[MATERIAL TO PROCESS]
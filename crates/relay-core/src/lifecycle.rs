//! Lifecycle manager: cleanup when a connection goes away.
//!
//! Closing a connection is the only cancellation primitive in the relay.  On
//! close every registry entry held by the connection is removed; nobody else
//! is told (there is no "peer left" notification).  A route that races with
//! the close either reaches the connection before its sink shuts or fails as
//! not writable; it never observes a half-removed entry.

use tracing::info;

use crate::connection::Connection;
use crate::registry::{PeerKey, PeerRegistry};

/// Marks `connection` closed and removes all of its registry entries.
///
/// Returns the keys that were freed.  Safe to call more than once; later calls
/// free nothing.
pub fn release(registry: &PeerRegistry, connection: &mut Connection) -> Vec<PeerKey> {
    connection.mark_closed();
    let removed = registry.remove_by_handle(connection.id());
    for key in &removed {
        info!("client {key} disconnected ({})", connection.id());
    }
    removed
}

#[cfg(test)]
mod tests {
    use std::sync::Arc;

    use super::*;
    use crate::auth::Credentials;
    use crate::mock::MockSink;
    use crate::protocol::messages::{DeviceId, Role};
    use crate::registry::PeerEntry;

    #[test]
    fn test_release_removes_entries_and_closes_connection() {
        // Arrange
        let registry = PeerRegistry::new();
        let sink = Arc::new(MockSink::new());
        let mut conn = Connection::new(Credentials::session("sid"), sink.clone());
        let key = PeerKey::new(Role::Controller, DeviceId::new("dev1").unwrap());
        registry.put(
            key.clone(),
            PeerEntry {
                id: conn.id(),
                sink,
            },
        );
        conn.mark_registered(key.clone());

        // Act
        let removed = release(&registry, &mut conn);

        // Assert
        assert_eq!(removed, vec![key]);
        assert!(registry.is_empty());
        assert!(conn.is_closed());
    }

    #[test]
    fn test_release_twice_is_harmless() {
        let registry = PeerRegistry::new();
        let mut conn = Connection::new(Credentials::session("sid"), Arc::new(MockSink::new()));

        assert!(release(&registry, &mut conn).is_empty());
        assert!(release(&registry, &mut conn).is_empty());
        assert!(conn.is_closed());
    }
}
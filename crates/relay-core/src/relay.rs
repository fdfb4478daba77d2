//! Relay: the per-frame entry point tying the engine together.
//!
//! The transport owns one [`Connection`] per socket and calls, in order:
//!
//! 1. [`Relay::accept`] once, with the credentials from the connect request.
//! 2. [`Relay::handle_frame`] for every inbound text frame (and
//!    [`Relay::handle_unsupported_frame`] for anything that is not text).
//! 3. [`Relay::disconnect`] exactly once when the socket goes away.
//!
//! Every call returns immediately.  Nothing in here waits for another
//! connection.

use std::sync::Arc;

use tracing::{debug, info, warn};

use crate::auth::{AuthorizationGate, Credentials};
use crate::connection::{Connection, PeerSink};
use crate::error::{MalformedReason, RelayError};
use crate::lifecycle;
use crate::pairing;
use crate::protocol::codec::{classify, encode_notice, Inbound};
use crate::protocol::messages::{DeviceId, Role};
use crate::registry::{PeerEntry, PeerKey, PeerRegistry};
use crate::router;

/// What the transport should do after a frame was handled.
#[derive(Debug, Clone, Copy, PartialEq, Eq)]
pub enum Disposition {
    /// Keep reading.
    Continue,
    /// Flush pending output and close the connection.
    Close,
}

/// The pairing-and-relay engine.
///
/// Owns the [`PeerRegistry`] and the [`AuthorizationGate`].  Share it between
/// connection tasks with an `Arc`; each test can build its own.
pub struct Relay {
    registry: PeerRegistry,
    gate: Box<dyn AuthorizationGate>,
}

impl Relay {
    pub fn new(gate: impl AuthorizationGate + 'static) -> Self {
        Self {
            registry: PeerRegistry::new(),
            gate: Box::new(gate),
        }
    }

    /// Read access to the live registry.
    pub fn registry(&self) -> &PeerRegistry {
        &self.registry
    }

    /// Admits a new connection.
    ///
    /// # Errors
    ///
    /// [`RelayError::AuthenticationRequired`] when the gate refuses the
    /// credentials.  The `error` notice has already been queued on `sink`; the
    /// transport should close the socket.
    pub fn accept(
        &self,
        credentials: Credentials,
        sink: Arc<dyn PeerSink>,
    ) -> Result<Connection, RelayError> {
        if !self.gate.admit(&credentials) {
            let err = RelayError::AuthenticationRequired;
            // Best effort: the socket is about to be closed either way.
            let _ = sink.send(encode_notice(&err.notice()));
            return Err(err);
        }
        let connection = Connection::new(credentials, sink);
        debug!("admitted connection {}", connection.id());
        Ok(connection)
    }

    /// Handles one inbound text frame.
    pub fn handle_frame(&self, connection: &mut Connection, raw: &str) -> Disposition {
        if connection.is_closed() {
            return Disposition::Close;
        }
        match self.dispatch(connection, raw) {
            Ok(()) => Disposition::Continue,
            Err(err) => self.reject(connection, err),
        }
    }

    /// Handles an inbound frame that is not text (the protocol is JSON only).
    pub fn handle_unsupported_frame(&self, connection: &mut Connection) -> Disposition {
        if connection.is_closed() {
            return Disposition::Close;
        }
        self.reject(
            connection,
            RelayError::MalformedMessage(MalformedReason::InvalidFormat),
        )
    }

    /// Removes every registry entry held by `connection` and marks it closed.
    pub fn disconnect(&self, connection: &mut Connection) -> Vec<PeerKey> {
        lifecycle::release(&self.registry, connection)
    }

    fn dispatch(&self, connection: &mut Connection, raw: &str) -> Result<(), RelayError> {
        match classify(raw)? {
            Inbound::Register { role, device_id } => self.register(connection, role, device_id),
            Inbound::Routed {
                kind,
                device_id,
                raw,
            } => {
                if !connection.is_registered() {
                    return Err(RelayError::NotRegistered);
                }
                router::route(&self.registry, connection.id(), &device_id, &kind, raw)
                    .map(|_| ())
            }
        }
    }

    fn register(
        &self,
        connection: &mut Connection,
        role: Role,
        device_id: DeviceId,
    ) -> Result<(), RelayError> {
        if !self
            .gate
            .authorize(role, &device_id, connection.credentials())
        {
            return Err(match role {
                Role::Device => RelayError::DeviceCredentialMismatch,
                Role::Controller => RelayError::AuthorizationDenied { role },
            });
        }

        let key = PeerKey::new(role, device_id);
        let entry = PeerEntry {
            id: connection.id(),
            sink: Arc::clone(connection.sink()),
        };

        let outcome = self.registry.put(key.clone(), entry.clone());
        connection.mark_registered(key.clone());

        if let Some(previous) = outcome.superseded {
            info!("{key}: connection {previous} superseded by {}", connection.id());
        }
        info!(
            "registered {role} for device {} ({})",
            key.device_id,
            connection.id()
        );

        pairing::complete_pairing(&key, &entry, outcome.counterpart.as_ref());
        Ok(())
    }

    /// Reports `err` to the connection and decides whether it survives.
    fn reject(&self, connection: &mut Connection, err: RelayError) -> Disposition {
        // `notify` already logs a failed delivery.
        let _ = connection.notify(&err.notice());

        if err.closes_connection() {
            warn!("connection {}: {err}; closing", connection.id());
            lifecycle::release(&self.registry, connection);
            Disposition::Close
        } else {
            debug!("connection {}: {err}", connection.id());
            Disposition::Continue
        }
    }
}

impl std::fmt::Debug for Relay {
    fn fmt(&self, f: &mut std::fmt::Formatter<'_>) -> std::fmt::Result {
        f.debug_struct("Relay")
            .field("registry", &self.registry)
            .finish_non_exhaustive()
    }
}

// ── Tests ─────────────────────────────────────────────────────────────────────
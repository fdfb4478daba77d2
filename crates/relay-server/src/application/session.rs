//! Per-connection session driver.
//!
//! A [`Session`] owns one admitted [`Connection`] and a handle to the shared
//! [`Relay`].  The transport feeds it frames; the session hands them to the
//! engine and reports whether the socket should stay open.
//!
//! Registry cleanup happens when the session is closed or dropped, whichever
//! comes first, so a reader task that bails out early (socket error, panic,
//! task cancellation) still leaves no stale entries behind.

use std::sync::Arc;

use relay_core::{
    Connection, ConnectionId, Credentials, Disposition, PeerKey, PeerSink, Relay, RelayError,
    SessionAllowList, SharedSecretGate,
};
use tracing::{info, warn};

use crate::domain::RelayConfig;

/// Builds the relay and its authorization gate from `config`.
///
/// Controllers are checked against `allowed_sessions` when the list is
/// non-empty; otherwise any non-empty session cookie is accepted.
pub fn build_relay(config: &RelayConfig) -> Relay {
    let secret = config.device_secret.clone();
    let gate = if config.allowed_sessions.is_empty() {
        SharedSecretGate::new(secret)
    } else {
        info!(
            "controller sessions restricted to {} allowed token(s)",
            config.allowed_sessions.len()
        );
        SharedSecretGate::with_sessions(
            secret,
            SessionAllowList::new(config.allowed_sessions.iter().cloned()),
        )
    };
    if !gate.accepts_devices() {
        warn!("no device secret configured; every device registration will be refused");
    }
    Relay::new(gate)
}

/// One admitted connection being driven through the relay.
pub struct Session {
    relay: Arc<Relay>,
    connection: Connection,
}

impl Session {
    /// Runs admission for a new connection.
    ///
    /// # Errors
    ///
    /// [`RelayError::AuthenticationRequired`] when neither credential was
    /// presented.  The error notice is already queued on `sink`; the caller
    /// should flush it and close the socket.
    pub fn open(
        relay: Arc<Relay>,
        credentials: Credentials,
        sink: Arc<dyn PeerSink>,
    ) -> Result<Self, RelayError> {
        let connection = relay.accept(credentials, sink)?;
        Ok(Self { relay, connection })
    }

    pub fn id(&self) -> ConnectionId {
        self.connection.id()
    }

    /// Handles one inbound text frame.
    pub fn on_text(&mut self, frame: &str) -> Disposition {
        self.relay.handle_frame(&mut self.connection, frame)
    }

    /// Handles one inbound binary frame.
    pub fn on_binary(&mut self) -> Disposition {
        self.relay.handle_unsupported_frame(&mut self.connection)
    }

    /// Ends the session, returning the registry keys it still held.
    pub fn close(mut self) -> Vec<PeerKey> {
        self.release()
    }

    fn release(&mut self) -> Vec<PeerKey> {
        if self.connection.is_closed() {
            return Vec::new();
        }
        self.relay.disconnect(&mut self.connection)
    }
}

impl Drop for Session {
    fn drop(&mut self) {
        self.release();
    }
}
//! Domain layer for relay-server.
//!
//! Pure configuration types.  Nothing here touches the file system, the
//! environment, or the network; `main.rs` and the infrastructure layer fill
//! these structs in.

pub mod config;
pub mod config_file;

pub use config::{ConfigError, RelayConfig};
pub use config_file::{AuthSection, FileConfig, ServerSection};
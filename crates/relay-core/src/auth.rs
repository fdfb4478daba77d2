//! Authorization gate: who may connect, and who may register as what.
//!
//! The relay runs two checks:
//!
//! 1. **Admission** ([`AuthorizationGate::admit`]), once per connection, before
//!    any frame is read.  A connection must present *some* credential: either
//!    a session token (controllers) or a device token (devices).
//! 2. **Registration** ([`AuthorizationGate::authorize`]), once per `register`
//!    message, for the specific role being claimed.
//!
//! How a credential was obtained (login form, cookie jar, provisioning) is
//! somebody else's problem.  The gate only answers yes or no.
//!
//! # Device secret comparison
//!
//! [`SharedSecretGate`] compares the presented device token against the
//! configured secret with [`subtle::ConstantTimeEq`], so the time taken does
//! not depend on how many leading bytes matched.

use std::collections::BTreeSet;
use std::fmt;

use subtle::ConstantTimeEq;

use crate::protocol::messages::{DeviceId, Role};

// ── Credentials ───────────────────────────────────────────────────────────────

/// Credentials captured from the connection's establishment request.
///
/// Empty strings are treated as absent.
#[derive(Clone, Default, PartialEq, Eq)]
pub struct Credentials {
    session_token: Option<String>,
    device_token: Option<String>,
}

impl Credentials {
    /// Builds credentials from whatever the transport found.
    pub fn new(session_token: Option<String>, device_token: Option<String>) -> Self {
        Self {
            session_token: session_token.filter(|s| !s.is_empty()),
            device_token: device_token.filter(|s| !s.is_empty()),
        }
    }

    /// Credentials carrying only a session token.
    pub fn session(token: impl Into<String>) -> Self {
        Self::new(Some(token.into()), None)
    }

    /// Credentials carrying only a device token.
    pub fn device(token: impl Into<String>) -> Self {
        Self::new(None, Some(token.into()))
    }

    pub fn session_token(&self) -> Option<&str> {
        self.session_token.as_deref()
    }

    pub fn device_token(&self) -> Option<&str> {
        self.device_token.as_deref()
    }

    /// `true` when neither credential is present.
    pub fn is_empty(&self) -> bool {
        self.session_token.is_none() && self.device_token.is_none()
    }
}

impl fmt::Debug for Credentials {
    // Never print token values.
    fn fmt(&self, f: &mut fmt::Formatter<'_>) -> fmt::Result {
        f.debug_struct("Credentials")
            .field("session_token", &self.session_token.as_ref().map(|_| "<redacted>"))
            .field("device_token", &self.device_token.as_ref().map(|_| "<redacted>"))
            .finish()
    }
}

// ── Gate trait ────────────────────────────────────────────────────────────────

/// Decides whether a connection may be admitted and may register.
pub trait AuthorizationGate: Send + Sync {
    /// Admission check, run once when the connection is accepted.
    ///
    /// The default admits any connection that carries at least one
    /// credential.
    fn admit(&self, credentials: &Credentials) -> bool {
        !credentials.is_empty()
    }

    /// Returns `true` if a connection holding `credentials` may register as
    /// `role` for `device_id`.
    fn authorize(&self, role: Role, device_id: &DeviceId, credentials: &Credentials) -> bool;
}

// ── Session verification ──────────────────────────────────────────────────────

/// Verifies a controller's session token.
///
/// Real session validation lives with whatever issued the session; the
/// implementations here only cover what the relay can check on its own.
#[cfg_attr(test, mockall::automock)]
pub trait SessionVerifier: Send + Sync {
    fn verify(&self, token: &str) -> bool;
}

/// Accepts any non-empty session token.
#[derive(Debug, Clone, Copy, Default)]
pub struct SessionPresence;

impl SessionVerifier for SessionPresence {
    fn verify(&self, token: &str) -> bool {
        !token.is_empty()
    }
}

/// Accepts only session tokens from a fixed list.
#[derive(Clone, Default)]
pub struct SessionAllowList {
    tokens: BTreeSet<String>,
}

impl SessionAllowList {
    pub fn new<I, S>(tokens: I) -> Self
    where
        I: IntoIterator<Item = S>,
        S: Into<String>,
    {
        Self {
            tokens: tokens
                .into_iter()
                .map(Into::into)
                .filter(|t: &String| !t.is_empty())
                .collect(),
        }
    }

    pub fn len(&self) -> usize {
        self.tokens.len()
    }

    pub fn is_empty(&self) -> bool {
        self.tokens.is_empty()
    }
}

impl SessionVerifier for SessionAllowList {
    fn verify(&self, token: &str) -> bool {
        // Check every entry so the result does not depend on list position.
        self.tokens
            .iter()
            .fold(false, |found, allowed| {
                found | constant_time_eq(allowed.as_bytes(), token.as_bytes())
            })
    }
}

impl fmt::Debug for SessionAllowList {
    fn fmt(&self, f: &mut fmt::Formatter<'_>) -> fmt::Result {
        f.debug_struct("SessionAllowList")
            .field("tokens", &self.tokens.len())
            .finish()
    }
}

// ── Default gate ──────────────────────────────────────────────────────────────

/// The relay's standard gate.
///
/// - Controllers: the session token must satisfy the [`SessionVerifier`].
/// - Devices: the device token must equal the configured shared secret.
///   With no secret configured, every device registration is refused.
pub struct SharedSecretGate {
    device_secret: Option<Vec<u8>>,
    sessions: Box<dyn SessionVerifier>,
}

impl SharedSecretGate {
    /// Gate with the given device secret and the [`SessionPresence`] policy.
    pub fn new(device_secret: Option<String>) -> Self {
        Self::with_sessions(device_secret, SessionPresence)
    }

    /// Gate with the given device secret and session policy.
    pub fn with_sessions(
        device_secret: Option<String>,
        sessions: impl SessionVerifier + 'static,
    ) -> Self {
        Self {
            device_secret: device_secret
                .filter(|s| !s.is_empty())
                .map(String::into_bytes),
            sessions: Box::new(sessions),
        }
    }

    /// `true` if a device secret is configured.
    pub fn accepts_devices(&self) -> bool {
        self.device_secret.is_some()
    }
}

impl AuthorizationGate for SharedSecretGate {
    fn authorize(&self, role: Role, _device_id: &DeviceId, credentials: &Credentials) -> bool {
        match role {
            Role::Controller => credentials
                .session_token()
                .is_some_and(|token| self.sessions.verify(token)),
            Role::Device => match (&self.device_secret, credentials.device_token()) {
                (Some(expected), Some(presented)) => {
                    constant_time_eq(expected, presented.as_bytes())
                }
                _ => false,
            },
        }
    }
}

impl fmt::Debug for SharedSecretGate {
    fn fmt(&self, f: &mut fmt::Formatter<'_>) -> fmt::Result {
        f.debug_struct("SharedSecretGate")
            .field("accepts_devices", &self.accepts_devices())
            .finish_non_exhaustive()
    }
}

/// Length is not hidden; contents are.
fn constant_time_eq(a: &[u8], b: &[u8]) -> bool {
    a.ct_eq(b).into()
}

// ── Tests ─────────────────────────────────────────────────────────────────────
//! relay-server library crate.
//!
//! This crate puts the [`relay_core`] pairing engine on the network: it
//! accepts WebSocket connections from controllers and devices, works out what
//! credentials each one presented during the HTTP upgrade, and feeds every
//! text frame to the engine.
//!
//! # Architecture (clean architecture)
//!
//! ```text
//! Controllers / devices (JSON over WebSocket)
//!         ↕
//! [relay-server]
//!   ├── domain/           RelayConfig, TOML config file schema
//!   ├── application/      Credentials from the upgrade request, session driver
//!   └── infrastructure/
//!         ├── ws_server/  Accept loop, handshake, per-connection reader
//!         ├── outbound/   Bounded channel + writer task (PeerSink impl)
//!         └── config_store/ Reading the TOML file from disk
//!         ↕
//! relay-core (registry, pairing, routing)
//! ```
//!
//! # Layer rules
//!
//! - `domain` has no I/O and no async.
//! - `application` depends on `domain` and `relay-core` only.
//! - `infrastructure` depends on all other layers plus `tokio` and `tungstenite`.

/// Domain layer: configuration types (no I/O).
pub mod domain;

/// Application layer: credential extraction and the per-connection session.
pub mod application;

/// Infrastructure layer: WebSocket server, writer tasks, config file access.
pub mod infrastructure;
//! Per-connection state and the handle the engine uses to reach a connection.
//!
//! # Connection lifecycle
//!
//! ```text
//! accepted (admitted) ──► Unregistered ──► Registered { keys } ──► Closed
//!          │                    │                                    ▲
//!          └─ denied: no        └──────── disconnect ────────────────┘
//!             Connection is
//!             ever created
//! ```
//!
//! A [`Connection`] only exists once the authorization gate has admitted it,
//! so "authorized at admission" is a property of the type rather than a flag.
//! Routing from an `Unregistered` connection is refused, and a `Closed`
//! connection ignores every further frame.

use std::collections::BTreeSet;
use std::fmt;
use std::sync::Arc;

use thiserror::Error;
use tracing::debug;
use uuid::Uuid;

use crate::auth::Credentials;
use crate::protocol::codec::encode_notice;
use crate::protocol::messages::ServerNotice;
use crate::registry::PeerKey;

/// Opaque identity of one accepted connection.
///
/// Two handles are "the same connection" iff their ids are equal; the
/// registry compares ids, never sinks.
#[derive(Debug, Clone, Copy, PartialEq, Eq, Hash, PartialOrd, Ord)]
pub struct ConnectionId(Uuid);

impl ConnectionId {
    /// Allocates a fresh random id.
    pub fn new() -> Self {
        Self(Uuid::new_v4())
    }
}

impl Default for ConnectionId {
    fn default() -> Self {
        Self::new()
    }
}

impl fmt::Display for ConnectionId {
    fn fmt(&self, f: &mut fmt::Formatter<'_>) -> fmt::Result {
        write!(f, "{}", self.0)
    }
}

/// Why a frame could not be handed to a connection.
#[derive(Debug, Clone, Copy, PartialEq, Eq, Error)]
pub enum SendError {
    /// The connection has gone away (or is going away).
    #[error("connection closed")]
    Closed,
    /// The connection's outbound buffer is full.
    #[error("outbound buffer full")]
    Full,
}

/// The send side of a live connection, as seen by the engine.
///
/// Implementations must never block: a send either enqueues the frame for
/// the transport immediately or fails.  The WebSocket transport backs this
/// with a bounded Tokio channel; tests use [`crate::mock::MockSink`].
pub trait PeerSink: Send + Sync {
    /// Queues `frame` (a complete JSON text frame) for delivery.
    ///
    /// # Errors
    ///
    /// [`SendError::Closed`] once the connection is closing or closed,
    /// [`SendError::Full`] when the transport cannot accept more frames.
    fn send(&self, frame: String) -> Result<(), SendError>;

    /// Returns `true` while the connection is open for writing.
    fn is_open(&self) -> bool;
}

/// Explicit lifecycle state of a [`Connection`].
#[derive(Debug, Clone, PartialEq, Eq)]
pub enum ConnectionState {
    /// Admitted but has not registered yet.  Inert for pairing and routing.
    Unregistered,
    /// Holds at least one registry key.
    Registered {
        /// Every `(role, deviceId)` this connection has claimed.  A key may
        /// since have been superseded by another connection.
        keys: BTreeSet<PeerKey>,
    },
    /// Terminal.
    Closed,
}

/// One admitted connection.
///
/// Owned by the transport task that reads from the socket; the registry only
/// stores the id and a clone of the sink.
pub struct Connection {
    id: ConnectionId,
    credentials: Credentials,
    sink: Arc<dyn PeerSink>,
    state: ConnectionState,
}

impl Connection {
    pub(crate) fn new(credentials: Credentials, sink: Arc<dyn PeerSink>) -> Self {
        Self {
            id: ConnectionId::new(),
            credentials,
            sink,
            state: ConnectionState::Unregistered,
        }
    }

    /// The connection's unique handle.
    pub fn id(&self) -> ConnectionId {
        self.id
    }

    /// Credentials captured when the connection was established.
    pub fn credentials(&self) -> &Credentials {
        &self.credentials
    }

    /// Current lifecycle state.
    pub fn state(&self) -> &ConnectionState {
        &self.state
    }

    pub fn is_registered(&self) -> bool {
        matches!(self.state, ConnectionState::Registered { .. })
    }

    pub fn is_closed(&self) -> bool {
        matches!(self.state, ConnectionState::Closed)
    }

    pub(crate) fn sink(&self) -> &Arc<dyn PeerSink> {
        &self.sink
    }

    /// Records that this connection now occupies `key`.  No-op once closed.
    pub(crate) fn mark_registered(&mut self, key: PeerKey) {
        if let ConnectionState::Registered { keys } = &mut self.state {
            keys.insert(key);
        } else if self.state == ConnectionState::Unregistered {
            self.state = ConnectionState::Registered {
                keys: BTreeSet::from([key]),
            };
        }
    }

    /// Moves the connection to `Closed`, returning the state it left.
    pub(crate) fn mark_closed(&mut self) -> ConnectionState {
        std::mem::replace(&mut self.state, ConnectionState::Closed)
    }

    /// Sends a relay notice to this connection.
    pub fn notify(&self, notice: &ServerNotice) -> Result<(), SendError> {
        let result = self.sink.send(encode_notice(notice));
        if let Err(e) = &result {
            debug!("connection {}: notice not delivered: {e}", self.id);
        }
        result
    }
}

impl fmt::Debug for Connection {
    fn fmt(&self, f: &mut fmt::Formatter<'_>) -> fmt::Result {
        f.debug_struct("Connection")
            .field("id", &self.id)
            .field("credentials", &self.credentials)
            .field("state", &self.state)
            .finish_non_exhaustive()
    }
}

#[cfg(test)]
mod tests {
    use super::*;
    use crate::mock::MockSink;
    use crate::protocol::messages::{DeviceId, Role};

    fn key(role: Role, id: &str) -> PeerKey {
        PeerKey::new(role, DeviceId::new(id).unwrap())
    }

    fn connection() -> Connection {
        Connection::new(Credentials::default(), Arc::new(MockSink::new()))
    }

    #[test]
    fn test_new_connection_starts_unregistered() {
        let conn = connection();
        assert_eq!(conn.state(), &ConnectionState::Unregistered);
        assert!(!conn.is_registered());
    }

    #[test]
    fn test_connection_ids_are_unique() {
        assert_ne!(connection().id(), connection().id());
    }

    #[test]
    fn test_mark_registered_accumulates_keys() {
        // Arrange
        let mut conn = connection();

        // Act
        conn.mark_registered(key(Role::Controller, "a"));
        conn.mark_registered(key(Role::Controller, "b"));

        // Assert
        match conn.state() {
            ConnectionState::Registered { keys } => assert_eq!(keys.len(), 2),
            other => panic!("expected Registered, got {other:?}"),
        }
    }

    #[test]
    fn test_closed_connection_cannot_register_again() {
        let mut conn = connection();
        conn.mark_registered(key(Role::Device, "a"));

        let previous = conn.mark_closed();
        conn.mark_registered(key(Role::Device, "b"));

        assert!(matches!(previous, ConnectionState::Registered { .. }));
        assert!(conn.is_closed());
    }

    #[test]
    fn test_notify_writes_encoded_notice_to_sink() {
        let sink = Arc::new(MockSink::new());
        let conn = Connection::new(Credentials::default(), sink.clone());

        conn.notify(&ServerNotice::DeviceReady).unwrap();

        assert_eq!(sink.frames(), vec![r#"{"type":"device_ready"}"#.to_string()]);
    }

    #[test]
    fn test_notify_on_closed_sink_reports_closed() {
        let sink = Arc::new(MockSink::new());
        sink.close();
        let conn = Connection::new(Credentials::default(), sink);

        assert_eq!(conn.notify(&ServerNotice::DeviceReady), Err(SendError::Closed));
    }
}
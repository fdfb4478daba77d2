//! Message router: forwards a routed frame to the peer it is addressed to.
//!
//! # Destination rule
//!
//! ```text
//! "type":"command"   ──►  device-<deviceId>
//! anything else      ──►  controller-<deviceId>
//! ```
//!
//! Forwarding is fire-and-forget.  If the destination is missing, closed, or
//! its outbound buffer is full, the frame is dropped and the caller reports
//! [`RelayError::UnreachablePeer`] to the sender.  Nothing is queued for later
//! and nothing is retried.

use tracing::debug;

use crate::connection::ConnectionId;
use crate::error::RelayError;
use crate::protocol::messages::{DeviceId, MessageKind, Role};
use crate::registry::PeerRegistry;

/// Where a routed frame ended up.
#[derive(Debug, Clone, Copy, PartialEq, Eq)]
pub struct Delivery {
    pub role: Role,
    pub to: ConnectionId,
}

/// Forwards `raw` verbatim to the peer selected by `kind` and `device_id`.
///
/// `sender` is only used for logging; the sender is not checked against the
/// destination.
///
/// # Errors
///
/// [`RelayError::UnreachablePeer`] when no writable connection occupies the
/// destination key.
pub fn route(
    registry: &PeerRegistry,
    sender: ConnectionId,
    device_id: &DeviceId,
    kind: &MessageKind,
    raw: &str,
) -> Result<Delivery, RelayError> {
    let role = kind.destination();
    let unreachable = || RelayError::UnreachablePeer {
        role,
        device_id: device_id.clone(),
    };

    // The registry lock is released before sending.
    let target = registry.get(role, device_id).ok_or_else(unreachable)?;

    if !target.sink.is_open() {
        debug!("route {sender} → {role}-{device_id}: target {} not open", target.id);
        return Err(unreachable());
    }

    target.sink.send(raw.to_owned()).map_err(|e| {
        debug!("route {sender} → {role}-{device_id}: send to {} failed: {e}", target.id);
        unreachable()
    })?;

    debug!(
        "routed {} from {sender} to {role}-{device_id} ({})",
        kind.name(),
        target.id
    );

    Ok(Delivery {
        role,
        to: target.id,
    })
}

[WHAT YOU WILL DO] The expected answer is a copy of each line in the records that holds the word "refused".

[SOLVED PROBLEM]
        warn!("no device secret configured; every device registration will be refused");
///   With no secret configured, every device registration is refused.
//! Routing from an `Unregistered` connection is refused, and a `Closed`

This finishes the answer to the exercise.